The Board of Regents approved Ndebele’s honorary degree a month before it considers other recipients so that an announcement could be made when President Mary Sue Coleman visits South Africa and the University of Cape Town (UCT) later this month.

As the vice-chancellor since 2000, Ndebele is credited with transforming the UCT into a diverse multiracial institution.

He also is known for expanding the institution’s research mission by encouraging new partnerships within the country and internationally. This has included increasing the number of research doctoral students at the university.

Ndebele has made AIDS/HIV front and center at UCT, both in terms of services to affected students and efforts to address the growing pandemic.

Regarded as one of his country’s most accomplished writers, Ndebele’s “Fools and Other Stories,” a chronicle of life in a black township under apartheid, won the Noma Award in 1983 for best book published in Africa. He also is author of “The Cry of Winnie Mandela,” “Bonolo and the Peach Tree,” and “South African Literature and Culture: Rediscovery of the Ordinary.” His poetry also has been published widely.

Ndebele was born in Johannesburg but was sent to neighboring Swaziland for his education because of South Africa’s racist restrictions on schooling.

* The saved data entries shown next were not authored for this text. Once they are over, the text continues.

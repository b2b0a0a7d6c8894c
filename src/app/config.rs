use std::time::Duration;

pub struct AppConfig {
    pub message_timeout: Duration,
    /// Inclusive bounds for the randomized modal offset, in cells.
    pub modal_offset_min: u16,
    pub modal_offset_max: u16,
    pub tick_rate: Duration,
}

impl Default for AppConfig {
    fn default() -> Self {
        Self {
            message_timeout: Duration::from_secs(5),
            modal_offset_min: 10,
            modal_offset_max: 30,
            tick_rate: Duration::from_millis(100),
        }
    }
}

He returned to South Africa and worked as a teacher in a secondary school. He later enrolled at the University of Botswana Lesotho Swaziland, where in 1973 he received his B.A degree. He also earned an M.A. from Cambridge University in 1975 and a Ph.D. at the University of Denver in 1983.

In 1991 he became head of the literature department at the University of Witwatersrand in Johannesburg. The following year he became vice-rector at the University of Western Cape, and in 1993 was named a vice-chancellor and principal at the University of the North.